== STORED DATA ==
***
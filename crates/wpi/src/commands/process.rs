//! `wpi process` command implementation.

use std::io::Write;
use std::path::PathBuf;

use clap::Args;
use wpi_directives::{BlockInfo, DirectiveProcessor};

use super::{StoreArgs, processor_config, read_input, seed_store};
use crate::error::CliError;
use crate::output::Output;

/// Arguments for the process command.
#[derive(Args)]
pub(crate) struct ProcessArgs {
    /// HTML file to process (default: stdin).
    file: Option<PathBuf>,

    #[command(flatten)]
    store: StoreArgs,

    /// Treat the document as a block without interactivity support.
    #[arg(long)]
    inert: bool,

    /// Enable verbose output (debug logs).
    #[arg(short, long)]
    pub verbose: bool,
}

/// The whole input document, processed as a single root block.
struct Document {
    interactive: bool,
}

impl BlockInfo for Document {
    fn name(&self) -> &str {
        "wpi/document"
    }

    fn supports_interactivity(&self) -> bool {
        self.interactive
    }
}

impl ProcessArgs {
    /// Execute the process command.
    ///
    /// # Errors
    ///
    /// Returns an error if configuration, seeding or I/O fails. Directive
    /// problems are reported as warnings and never fail the command.
    pub(crate) fn execute(self, output: &Output) -> Result<(), CliError> {
        let config = self.store.load_config()?;
        let store = seed_store(&config.store_seeds)?;
        let html = read_input(self.file.as_deref())?;

        let (processed, warnings) = process_document(
            &html,
            &store,
            &config.directives,
            &Document {
                interactive: !self.inert,
            },
        );
        for warning in &warnings {
            output.warning(&format!("Warning: {warning}"));
        }

        let mut stdout = std::io::stdout().lock();
        stdout.write_all(processed.as_bytes())?;
        stdout.flush()?;
        Ok(())
    }
}

fn process_document(
    html: &str,
    store: &wpi_store::Store,
    config: &wpi_config::DirectivesConfig,
    root: &dyn BlockInfo,
) -> (String, Vec<String>) {
    let mut processor = DirectiveProcessor::with_config(store.snapshot(), processor_config(config));
    let processed = processor.process(html, root);
    (processed, processor.warnings().to_vec())
}

#[cfg(test)]
mod tests {
    use pretty_assertions::assert_eq;
    use wpi_config::{DirectivesConfig, StateResolutionMode};
    use wpi_store::Store;

    use super::*;

    const INTERACTIVE: Document = Document { interactive: true };

    #[test]
    fn test_process_document_binds_state() {
        let store = Store::new();
        store.merge_json(r#"{"state": {"label": "Buy"}}"#).unwrap();

        let (html, warnings) = process_document(
            r#"<button data-wp-bind--aria-label="state.label">x</button>"#,
            &store,
            &DirectivesConfig::default(),
            &INTERACTIVE,
        );

        assert_eq!(
            html,
            r#"<button data-wp-bind--aria-label="state.label" aria-label="Buy">x</button>"#
        );
        assert!(warnings.is_empty());
    }

    #[test]
    fn test_process_document_inert_root() {
        let store = Store::new();
        store.merge_json(r#"{"state": {"label": "Buy"}}"#).unwrap();
        let input = r#"<button data-wp-bind--aria-label="state.label">x</button>"#;

        let (html, _) = process_document(
            input,
            &store,
            &DirectivesConfig::default(),
            &Document { interactive: false },
        );

        assert_eq!(html, input);
    }

    #[test]
    fn test_process_document_namespaced_state() {
        let store = Store::new();
        store
            .merge_json(r#"{"shop": {"state": {"open": true}}}"#)
            .unwrap();
        let config = DirectivesConfig {
            state_resolution: StateResolutionMode::Namespace,
            default_namespace: None,
        };

        let (html, _) = process_document(
            r#"<div data-wp-interactive='{"namespace": "shop"}'><p data-wp-class--open="state.open"></p></div>"#,
            &store,
            &config,
            &INTERACTIVE,
        );

        assert!(html.contains(r#"<p data-wp-class--open="state.open" class="open">"#));
    }

    #[test]
    fn test_process_document_reports_warnings() {
        let store = Store::new();
        let (_, warnings) = process_document(
            "<div data-wp-context='{broken'></div>",
            &store,
            &DirectivesConfig::default(),
            &INTERACTIVE,
        );
        assert_eq!(warnings.len(), 1);
    }
}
***
== INSTRUCTIONS FOR THE TASK ==
A bare number is required: the count of lines above with the string "true".

== TASK RESULT ==
2